I will not be embarrassed by ASD and am learning how to parent through a whole new filter. We have established house rules and visual schedules that for this type A Mom, is really a joy

I started to ask God WHY again, Why Autism after we worked so hard to deliver these babies and then bring them home to grow and thrive into the gentlemen that You created them to be and had to stop myself. Because it does not matter WHY. This is the journey we have been asked to walk and I will do my very best to reflect Jesus in it. Vaughn has opened doors for us that other- wise would be closed, to meet people that are uniquely created and learn from them.

Asher is thriving and developing typically and we couldn’t be more happy that his hard work is paying off. We did have an IQ test done and though he did fall below the average he has lots of room to grow and learn and develop just as God intended. Asher is so incredibly compassionate… I just can’t put into words how mercy hearted this young boy is. I am not sure where he learned this characteristic but I do know that it is a reflection of our Heavenly Father. He was made in His image so I shouldn’t be surprised but I just adore this personally trait that He blessed Asher with. I truly believe that they are twins because He just knew that this road would be difficult and challenging and Vaughn would need a twin brother to walk along side him. Asher is a role model for Vaughn and though he is still a 5 year old boy and has times of pushing the limits, he is exceptional at seeing his brother’s needs and helping develop coping skills. Social interaction can be hard for Vaughn but in our home, where it is safe, they play together in a way that will always be just theirs. They get each other and for moments at a time, I forget that Vaughn has a different future then Asher. I forget that I need to be overly prepared for the next transition and how to try to avoid a melt down. I don’t have to think about how the environment might be over stimulating to Vaughn and how we can set him up for success as we experience a new adventure.

I am not entirely sure why we have decided to share all this other then we want to continue to share the milestones that the boys achieve as each day has become a reward and a fight to develop the character of our Testimony Twins. The boys recently had their 5 year old check up and it is with great joy that they have “graduated” from the special care clinic at Children’s. They are on the growth charts and thriving!
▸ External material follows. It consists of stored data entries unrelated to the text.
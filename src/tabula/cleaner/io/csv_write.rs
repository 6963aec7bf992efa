use csv::Writer;

use crate::tabula::cleaner::error::Result;
use crate::tabula::cleaner::model::CleanTable;

/// Serializes the table as comma separated text, header first, no index.
pub fn write_csv(table: &CleanTable) -> Result<Vec<u8>> {
    let mut writer = Writer::from_writer(Vec::new());

    writer.write_record(table.column_names())?;
    for row in table.rows() {
        writer.write_record(row)?;
    }

    writer.flush()?;
    writer
        .into_inner()
        .map_err(|error| error.into_error().into())
}
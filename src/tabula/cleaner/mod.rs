pub mod clean;
pub mod error;
pub mod export;
pub mod io;
pub mod model;
pub mod preview;
pub mod sync;

pub use error::{Result, ToolError};
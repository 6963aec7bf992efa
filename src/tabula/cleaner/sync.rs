use std::fs;
use std::path::{Path, PathBuf};

use tracing::{info, instrument};

use crate::tabula::cleaner::clean::clean_table;
use crate::tabula::cleaner::error::{Result, ToolError};
use crate::tabula::cleaner::export::{ExportArtifact, export_labelled};
use crate::tabula::cleaner::io::ingest;
use crate::tabula::cleaner::model::{CleanTable, FillPolicy};

/// Base name used for the exported file when none is given.
pub const DEFAULT_OUTPUT_NAME: &str = "cleaned_file";
/// Export format label used when none is given.
pub const DEFAULT_FORMAT_LABEL: &str = "Excel";

/// Settings for a single cleaning run.
#[derive(Debug, Clone)]
pub struct CleanOptions {
    pub fill: FillPolicy,
    pub output_name: String,
    pub format: String,
}

impl Default for CleanOptions {
    fn default() -> Self {
        Self {
            fill: FillPolicy::default(),
            output_name: DEFAULT_OUTPUT_NAME.to_string(),
            format: DEFAULT_FORMAT_LABEL.to_string(),
        }
    }
}

/// Result of a cleaning run: the cleaned table and, when the requested format
/// was recognised, the serialized export.
#[derive(Debug, Clone)]
pub struct CleanRun {
    pub table: CleanTable,
    pub artifact: Option<ExportArtifact>,
}

/// Ingests, cleans and exports an in-memory file.
#[instrument(
    level = "info",
    skip_all,
    fields(file = %file_name, size = bytes.len(), fill = %options.fill, format = %options.format)
)]
pub fn clean_bytes(bytes: &[u8], file_name: &str, options: &CleanOptions) -> Result<CleanRun> {
    let table = ingest(bytes, file_name)?;
    let table = clean_table(table, options.fill);
    info!(
        columns = table.columns.len(),
        rows = table.row_count(),
        "table cleaned"
    );

    let artifact = export_labelled(&table, &options.output_name, &options.format)?;
    Ok(CleanRun { table, artifact })
}

/// Reads `input` from disk and runs [`clean_bytes`] on its contents.
#[instrument(level = "info", skip_all, fields(input = %input.display()))]
pub fn clean_file(input: &Path, options: &CleanOptions) -> Result<CleanRun> {
    if !input.exists() {
        return Err(ToolError::MissingInput(input.to_path_buf()));
    }
    let bytes = fs::read(input)?;
    let file_name = input
        .file_name()
        .map(|name| name.to_string_lossy().into_owned())
        .unwrap_or_default();
    clean_bytes(&bytes, &file_name, options)
}

/// Writes `artifact` into `dir` under its file name and returns the path.
#[instrument(
    level = "info",
    skip_all,
    fields(file = %artifact.file_name, dir = %dir.display())
)]
pub fn write_artifact(artifact: &ExportArtifact, dir: &Path) -> Result<PathBuf> {
    fs::create_dir_all(dir)?;
    let path = dir.join(&artifact.file_name);
    fs::write(&path, &artifact.bytes)?;
    info!(size = artifact.bytes.len(), mime = artifact.mime, "export written");
    Ok(path)
}
use std::path::PathBuf;

use thiserror::Error;

/// Convenient alias for fallible results returned throughout the crate.
pub type Result<T> = std::result::Result<T, ToolError>;

/// Error type covering the different failure cases that can occur when the
/// tool ingests, cleans, or exports a table.
#[derive(Debug, Error)]
pub enum ToolError {
    /// Wrapper for IO failures such as reading or writing files.
    #[error("I/O error: {0}")]
    Io(#[from] std::io::Error),

    /// Raised when delimited text cannot be parsed or written.
    #[error("CSV error: {0}")]
    Csv(#[from] csv::Error),

    /// Raised when JSON serialization fails.
    #[error("JSON error: {0}")]
    Json(#[from] serde_json::Error),

    /// Errors bubbled up from the Excel writer implementation.
    #[error("Excel write error: {0}")]
    ExcelWrite(#[from] rust_xlsxwriter::XlsxError),

    /// Errors bubbled up from the `.xlsx` reader.
    #[error("Excel read error: {0}")]
    XlsxRead(#[from] calamine::XlsxError),

    /// Errors bubbled up from the legacy `.xls` reader.
    #[error("Excel read error: {0}")]
    XlsRead(#[from] calamine::XlsError),

    /// Raised when the input file extension is not one of the accepted kinds.
    #[error("unsupported file format: {0:?}")]
    UnsupportedFormat(String),

    /// Raised when a workbook cannot provide a first sheet.
    #[error("invalid workbook structure: {0}")]
    InvalidWorkbook(String),

    /// Raised when delimited text does not line up with its header row.
    #[error("invalid table: {0}")]
    InvalidTable(String),

    /// Raised when the input holds no header row at all.
    #[error("no columns to parse from input")]
    EmptyInput,

    /// Raised when the user provides a path that does not exist.
    #[error("input file not found: {0}")]
    MissingInput(PathBuf),

    /// Raised when the tracing subscriber fails to initialise.
    #[error("failed to initialise logging: {0}")]
    Logging(String),
}
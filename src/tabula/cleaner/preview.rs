use prettytable::{Cell, Row, Table, format};

use crate::tabula::cleaner::model::CleanTable;

/// Number of rows shown when no explicit count is given.
pub const DEFAULT_PREVIEW_ROWS: usize = 5;

/// Renders the header and the first `rows` rows of `table` as a text grid.
pub fn render_preview(table: &CleanTable, rows: usize) -> String {
    let mut grid = Table::new();
    grid.set_format(*format::consts::FORMAT_NO_BORDER_LINE_SEPARATOR);

    grid.set_titles(Row::new(
        table
            .column_names()
            .into_iter()
            .map(|name| Cell::new(name).style_spec("b"))
            .collect(),
    ));

    for row in table.rows().take(rows) {
        grid.add_row(Row::new(row.into_iter().map(Cell::new).collect()));
    }

    grid.to_string()
}
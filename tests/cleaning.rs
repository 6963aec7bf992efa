use tabula_cleaner::clean::{clean_str, clean_table, clean_text, normalize_header};
use tabula_cleaner::model::{CellValue, Column, FillPolicy, Table};

#[test]
fn missing_and_blank_cells_take_the_fill_value() {
    for fill in [FillPolicy::NotAvailable, FillPolicy::Blank] {
        assert_eq!(clean_text(&CellValue::Missing, fill), fill.value());
        assert_eq!(clean_text(&CellValue::Number(f64::NAN), fill), fill.value());
        assert_eq!(clean_str("", fill), fill.value());
        assert_eq!(clean_str("  \t \r\n ", fill), fill.value());
    }
}

#[test]
fn numbers_are_rendered_as_text() {
    let fill = FillPolicy::NotAvailable;
    assert_eq!(clean_text(&CellValue::Number(42.0), fill), "42");
    assert_eq!(clean_text(&CellValue::Number(3.5), fill), "3.5");
    assert_eq!(clean_text(&CellValue::Number(-0.25), fill), "-0.25");
}

#[test]
fn currency_and_markup_symbols_are_removed() {
    let cleaned = clean_str("+1 $20 ₹30 #4", FillPolicy::NotAvailable);
    assert_eq!(cleaned, "1 20 30 4");
    assert_eq!(clean_str("a+b$c₹d#e", FillPolicy::NotAvailable), "abcde");
}

#[test]
fn tags_are_removed_non_greedily() {
    assert_eq!(
        clean_str("Hello<b>World</b>", FillPolicy::NotAvailable),
        "HelloWorld"
    );
    assert_eq!(
        clean_str("a <span class=\"x\">b</span> c", FillPolicy::NotAvailable),
        "a b c"
    );
}

#[test]
fn cells_emptied_by_cleaning_stay_empty() {
    assert_eq!(clean_str("<br/>", FillPolicy::NotAvailable), "");
    assert_eq!(clean_str("$#", FillPolicy::NotAvailable), "");
}

#[test]
fn line_breaks_collapse_to_single_spaces() {
    let fill = FillPolicy::NotAvailable;
    assert_eq!(clean_str("line1\r\n\r\nline2", fill), "line1 line2");
    assert_eq!(clean_str("\nfirst\nsecond\n", fill), "first second");
    assert_eq!(clean_str("a\\r\\nb", fill), "a b");
    assert_eq!(clean_str("\\nstart and end\\r", fill), "start and end");
}

#[test]
fn whitespace_runs_collapse() {
    assert_eq!(
        clean_str("  too   many\t\tspaces  ", FillPolicy::Blank),
        "too many spaces"
    );
}

#[test]
fn information_separators_count_as_whitespace() {
    assert_eq!(clean_str("a\u{1f}b", FillPolicy::NotAvailable), "a b");
    assert_eq!(clean_str("\u{1c}x\u{1c}", FillPolicy::NotAvailable), "x");
    assert_eq!(clean_str("\u{1d}\u{1e}", FillPolicy::NotAvailable), "N/A");
    assert_eq!(normalize_header("\u{1f}Total Cost\u{1c}"), "total_cost");
}

#[test]
fn mojibake_is_repaired_and_other_text_kept() {
    let fill = FillPolicy::NotAvailable;
    assert_eq!(clean_str("CafÃ©", fill), "Café");
    assert_eq!(clean_str("café", fill), "café");
    assert_eq!(clean_str("₹ 500", fill), "500");
}

#[test]
fn cleaning_is_idempotent_on_plain_text() {
    let fill = FillPolicy::NotAvailable;
    for input in ["Hello World", "Café au lait", "john@example.com", "a-b_c 12.5", "N/A"] {
        let once = clean_str(input, fill);
        assert_eq!(clean_str(&once, fill), once, "input {input:?}");
    }
}

#[test]
fn headers_replace_each_literal_space() {
    assert_eq!(normalize_header(" Full  Name "), "full__name");
    assert_eq!(normalize_header("First Name"), "first_name");
    assert_eq!(normalize_header("Email "), "email");
    assert_eq!(normalize_header("Tab\tName"), "tab\tname");
}

#[test]
fn clean_table_normalizes_headers_and_cells() {
    let table = Table {
        columns: vec![
            Column {
                name: " Customer Name".into(),
                cells: vec!["  Ann ".into(), CellValue::Missing],
            },
            Column {
                name: "customer name".into(),
                cells: vec![12.0.into(), "<i>x</i>".into()],
            },
        ],
    };

    let cleaned = clean_table(table, FillPolicy::Blank);

    assert_eq!(
        cleaned.column_names(),
        vec!["customer_name", "customer_name.1"]
    );
    assert_eq!(cleaned.row(0), Some(vec!["Ann", "12"]));
    assert_eq!(cleaned.row(1), Some(vec!["", "x"]));
    assert_eq!(cleaned.row(2), None);
}
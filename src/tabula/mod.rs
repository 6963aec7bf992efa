pub mod cleaner;
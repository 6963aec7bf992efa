//! Core library for the tabula-cleaner command line application.
//!
//! The library turns an uploaded spreadsheet or CSV file into a cleaned table
//! and serializes it again. Readers and writers live under
//! [`tabula::cleaner::io`], the table representations inside
//! [`tabula::cleaner::model`], the header and cell cleaning rules in
//! [`tabula::cleaner::clean`], format selection in [`tabula::cleaner::export`],
//! and the run orchestration under [`tabula::cleaner::sync`].

pub mod tabula;

pub use tabula::cleaner::{Result, ToolError, clean, error, export, io, model, preview, sync};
In some sense, I feel like we survived, we made it through the first obstacle and we are on to the next big thing. We are diving into the world of ASD and learning so much about behavior and how to personalize our parenting to best fit both of our son’s lives. We spend hours each week in different therapy’s and have the privilege to meet some very gifted therapist and doctors along the way. We have been granted a key into a whole new community of people that not only bless our lives but my prayer is that one day, we can bless theirs in return.

We are constantly asking the boys what they are thankful for… and when I picked Vaughn up from school last month, one of his teachers pulled me aside to show me a Thankful Turkey that Vaughn made and on it, one of the feathers said “me”. His Teacher asked him 3 times to make sure that he understood the question and he did… what great perspective on life. We are created to be grateful and I think being thankful for the life we have been given is an outward expression of an inward faith.

Jerad and I have constantly strived to be different, to make sure our family was set apart for God’s desires and our prayers were answered in such a unique and honoring way. We have knowledge and understanding that can be used to bring about hope. We can offer hope in a world that is in desperate need of just that!

We have Acknowledged Something’s Different and we accept it. My goal as a Mother hasn’t changed since the moment Vaughn and Asher arrived. I will raise God fearing gentlemen who love the Lord and others, it just might look a little different.